Data extract Start Marker
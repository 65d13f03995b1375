//! HTTP API v1 — session-scoped conversations.
//!
//! Endpoints:
//!
//! - `POST /v1/sessions`                — Start a session with the receptionist
//! - `POST /v1/sessions/{id}/messages`  — Send a message, get the reply
//! - `GET  /v1/sessions/{id}`           — Transcript and session state
//! - `DELETE /v1/sessions/{id}`         — End a session

use axum::{
    Router,
    extract::{Path, State},
    http::StatusCode,
    response::Json,
    routing::{get, post},
};
use carebridge_core::agent::{AgentRole, Provenance};
use carebridge_core::error::SessionError;
use carebridge_core::session::{SessionId, TurnRole};
use serde::{Deserialize, Serialize};
use tracing::info;

use crate::SharedState;

/// Build the v1 API router. Nest this under "/v1" in the main router.
pub fn v1_router(state: SharedState) -> Router {
    Router::new()
        .route("/sessions", post(create_session_handler))
        .route(
            "/sessions/{id}",
            get(get_session_handler).delete(end_session_handler),
        )
        .route("/sessions/{id}/messages", post(send_message_handler))
        .with_state(state)
}

// ── DTOs ──────────────────────────────────────────────────────────────────

#[derive(Debug, Default, Deserialize)]
pub struct CreateSessionRequest {
    /// Caller-chosen handle; generated when absent
    #[serde(default)]
    pub session_id: Option<String>,
}

#[derive(Debug, Serialize, Deserialize)]
pub struct CreateSessionResponse {
    pub session_id: String,
    pub active_agent: AgentRole,
}

#[derive(Debug, Deserialize)]
pub struct MessageRequest {
    pub message: String,
}

#[derive(Debug, Serialize, Deserialize)]
pub struct MessageResponse {
    pub response: String,
    /// "Receptionist", "Clinical Specialist" or "System"
    pub speaker: String,
    #[serde(default)]
    pub provenance: Vec<Provenance>,
    pub active_agent: AgentRole,
}

#[derive(Debug, Serialize, Deserialize)]
pub struct TurnDto {
    pub id: String,
    pub role: TurnRole,
    pub content: String,
    #[serde(default)]
    pub source_agent: Option<AgentRole>,
    #[serde(default)]
    pub provenance: Vec<Provenance>,
    pub timestamp: String,
}

#[derive(Debug, Serialize, Deserialize)]
pub struct SessionDetailResponse {
    pub session_id: String,
    pub active_agent: AgentRole,
    pub identity_confirmed: bool,
    #[serde(default)]
    pub patient_name: Option<String>,
    pub created_at: String,
    pub transcript: Vec<TurnDto>,
}

#[derive(Debug, Serialize, Deserialize)]
pub struct ErrorResponse {
    pub error: String,
}

type ApiError = (StatusCode, Json<ErrorResponse>);

fn api_error(status: StatusCode, message: impl Into<String>) -> ApiError {
    (
        status,
        Json(ErrorResponse {
            error: message.into(),
        }),
    )
}

fn session_error(err: SessionError) -> ApiError {
    match err {
        SessionError::NotFound(_) => api_error(StatusCode::NOT_FOUND, err.to_string()),
    }
}

// ── Handlers ──────────────────────────────────────────────────────────────

async fn create_session_handler(
    State(state): State<SharedState>,
    payload: Option<Json<CreateSessionRequest>>,
) -> (StatusCode, Json<CreateSessionResponse>) {
    let requested = payload.and_then(|Json(p)| p.session_id);
    let id = match requested.filter(|s| !s.trim().is_empty()) {
        Some(id) => state.assistant.new_session_with_id(SessionId::from(id.trim())),
        None => state.assistant.new_session(),
    };

    (
        StatusCode::CREATED,
        Json(CreateSessionResponse {
            session_id: id.to_string(),
            active_agent: AgentRole::Receptionist,
        }),
    )
}

async fn send_message_handler(
    State(state): State<SharedState>,
    Path(id): Path<String>,
    Json(payload): Json<MessageRequest>,
) -> Result<Json<MessageResponse>, ApiError> {
    if payload.message.trim().is_empty() {
        return Err(api_error(StatusCode::BAD_REQUEST, "message must not be empty"));
    }
    info!(session_id = %id, message_len = payload.message.len(), "v1 message received");

    let exchange = state
        .assistant
        .exchange(&SessionId::from(&id), &payload.message)
        .await
        .map_err(session_error)?;

    let speaker = exchange
        .turn
        .source_agent
        .map(|a| a.label())
        .unwrap_or("System")
        .to_string();

    Ok(Json(MessageResponse {
        response: exchange.turn.content,
        speaker,
        provenance: exchange.turn.provenance,
        active_agent: exchange.active_agent,
    }))
}

async fn get_session_handler(
    State(state): State<SharedState>,
    Path(id): Path<String>,
) -> Result<Json<SessionDetailResponse>, ApiError> {
    let session = state
        .assistant
        .snapshot(&SessionId::from(&id))
        .await
        .map_err(session_error)?;

    Ok(Json(SessionDetailResponse {
        session_id: session.id().to_string(),
        active_agent: session.active_agent(),
        identity_confirmed: session.identity_confirmed(),
        patient_name: session
            .verified_patient()
            .filter(|_| session.identity_confirmed())
            .map(|p| p.patient_name.clone()),
        created_at: session.created_at().to_rfc3339(),
        transcript: session
            .transcript()
            .iter()
            .map(|t| TurnDto {
                id: t.id.clone(),
                role: t.role,
                content: t.content.clone(),
                source_agent: t.source_agent,
                provenance: t.provenance.clone(),
                timestamp: t.timestamp.to_rfc3339(),
            })
            .collect(),
    }))
}

async fn end_session_handler(
    State(state): State<SharedState>,
    Path(id): Path<String>,
) -> Result<StatusCode, ApiError> {
    state
        .assistant
        .end_session(&SessionId::from(&id))
        .map_err(session_error)?;
    Ok(StatusCode::NO_CONTENT)
}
Data extract End Marker
Assignment. Copy each line of the records containing the string "filter".

Output.
    let id = match requested.filter(|s| !s.trim().is_empty()) {
            .filter(|_| session.identity_confirmed())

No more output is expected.